• **Task requirements**:
For each line in the data below that has the word "struct", copy that line.

*** Opening Information provided ***

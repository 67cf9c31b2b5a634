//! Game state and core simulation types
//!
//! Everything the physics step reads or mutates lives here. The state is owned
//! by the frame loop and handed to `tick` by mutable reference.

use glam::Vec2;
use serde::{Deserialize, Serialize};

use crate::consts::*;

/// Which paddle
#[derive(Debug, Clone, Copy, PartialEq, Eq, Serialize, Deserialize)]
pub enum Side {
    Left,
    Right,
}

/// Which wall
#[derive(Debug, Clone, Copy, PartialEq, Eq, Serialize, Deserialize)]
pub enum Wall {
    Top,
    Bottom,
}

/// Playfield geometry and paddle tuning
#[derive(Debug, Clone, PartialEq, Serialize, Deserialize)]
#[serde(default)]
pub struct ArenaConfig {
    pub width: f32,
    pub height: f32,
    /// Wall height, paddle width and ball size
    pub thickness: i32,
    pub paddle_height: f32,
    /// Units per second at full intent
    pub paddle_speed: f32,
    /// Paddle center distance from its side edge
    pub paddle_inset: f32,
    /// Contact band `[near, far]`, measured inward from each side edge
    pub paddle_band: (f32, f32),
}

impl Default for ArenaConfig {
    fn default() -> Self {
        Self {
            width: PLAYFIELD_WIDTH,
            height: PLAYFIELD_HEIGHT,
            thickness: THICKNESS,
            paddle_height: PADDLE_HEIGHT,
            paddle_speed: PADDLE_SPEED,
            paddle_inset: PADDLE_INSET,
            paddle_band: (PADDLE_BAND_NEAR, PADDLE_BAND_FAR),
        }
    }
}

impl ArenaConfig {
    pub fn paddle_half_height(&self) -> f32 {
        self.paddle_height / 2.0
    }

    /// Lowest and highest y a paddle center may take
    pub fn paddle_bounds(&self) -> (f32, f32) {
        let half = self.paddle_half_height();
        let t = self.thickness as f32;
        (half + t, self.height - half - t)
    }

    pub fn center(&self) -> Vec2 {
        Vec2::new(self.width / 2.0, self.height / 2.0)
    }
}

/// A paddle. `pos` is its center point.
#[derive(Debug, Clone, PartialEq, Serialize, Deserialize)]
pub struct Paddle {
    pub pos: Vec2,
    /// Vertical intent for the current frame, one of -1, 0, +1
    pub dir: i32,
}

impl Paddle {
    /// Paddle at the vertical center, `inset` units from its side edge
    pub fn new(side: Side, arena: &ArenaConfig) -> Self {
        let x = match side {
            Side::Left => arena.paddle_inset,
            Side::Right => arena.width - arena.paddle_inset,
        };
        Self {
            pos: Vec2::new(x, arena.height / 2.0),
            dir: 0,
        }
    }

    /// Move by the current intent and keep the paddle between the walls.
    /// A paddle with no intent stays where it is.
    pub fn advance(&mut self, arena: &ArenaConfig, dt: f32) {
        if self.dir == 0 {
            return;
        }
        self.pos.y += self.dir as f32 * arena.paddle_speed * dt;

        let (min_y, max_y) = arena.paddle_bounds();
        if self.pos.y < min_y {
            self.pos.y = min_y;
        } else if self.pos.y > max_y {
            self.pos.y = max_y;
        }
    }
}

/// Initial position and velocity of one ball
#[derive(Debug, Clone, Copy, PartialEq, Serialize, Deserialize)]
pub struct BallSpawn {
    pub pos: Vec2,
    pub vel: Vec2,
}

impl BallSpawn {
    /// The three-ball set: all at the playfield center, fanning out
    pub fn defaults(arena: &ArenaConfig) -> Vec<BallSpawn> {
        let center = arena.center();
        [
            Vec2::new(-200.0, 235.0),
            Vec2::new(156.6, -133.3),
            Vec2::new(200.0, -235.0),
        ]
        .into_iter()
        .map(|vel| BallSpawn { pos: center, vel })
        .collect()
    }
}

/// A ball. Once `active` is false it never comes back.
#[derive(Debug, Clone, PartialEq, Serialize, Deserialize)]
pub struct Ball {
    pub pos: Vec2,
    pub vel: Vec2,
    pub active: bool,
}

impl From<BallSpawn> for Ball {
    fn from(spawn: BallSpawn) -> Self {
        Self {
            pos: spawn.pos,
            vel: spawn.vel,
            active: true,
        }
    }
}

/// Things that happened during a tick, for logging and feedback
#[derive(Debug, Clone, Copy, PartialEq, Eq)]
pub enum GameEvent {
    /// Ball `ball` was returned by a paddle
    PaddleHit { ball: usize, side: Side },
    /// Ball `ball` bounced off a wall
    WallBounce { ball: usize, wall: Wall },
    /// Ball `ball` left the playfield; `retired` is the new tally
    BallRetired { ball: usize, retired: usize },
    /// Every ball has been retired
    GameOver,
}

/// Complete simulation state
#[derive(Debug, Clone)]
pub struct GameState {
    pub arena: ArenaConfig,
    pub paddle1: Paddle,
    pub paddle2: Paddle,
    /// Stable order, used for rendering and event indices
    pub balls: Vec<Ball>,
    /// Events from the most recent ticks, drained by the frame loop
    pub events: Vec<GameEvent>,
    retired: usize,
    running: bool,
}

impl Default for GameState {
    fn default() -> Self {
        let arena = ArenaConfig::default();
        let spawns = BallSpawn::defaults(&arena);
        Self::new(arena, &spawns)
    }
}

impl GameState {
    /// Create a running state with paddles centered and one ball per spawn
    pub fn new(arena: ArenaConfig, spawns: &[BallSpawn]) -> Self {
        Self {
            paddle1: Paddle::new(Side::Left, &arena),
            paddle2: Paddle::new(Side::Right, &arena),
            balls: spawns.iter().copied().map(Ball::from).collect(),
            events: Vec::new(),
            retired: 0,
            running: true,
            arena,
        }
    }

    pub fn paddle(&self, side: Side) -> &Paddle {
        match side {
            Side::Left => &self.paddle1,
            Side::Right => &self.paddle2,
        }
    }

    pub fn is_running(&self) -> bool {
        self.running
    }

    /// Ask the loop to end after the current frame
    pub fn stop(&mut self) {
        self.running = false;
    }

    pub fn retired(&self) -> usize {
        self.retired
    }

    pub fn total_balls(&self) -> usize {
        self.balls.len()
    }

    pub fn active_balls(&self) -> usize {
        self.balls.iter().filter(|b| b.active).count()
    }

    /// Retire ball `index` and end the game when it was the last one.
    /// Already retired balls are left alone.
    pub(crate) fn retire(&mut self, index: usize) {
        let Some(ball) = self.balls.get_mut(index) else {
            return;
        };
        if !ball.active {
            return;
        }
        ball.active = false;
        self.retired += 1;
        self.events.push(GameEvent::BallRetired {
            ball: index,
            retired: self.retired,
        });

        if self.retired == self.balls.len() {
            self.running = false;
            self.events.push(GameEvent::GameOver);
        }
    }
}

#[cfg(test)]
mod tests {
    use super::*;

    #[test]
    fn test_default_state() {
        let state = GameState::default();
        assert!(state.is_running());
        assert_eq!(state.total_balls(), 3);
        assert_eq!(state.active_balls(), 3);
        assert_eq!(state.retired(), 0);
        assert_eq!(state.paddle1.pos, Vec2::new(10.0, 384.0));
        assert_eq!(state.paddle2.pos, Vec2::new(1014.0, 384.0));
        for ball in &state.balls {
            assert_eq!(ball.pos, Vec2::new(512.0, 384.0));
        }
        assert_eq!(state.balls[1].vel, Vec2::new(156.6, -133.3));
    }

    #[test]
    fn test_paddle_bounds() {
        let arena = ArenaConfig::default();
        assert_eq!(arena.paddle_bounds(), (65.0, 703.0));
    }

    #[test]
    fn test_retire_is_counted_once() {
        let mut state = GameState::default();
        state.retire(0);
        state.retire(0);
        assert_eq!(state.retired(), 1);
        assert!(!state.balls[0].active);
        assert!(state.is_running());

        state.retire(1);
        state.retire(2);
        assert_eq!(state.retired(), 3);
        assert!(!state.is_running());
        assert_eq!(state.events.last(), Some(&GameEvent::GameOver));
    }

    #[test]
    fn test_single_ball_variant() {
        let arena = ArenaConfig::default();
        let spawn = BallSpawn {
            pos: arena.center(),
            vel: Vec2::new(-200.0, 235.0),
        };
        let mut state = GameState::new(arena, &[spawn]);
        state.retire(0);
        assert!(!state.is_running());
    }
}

*** Closing Information provided ***
*** Opening Information provided ***

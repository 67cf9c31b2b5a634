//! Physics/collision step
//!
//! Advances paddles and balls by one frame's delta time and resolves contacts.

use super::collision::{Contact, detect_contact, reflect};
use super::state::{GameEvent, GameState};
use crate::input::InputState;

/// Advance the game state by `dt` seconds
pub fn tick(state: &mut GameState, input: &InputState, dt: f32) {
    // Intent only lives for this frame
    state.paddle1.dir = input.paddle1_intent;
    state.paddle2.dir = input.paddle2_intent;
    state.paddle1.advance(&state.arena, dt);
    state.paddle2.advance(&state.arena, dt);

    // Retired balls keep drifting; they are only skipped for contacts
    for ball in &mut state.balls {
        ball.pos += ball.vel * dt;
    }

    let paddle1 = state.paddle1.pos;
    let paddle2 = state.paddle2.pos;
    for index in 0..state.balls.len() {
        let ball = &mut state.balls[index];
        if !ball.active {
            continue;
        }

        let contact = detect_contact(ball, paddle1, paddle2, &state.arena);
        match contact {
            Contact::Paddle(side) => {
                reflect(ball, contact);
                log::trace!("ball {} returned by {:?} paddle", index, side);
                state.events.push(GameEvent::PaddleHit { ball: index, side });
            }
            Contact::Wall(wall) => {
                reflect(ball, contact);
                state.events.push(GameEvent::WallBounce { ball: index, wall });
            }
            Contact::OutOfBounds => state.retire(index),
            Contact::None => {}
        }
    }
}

*** Closing Information provided ***

• **Your solution**:
pub struct ArenaConfig {
pub struct Paddle {
pub struct BallSpawn {
pub struct Ball {
pub struct GameState {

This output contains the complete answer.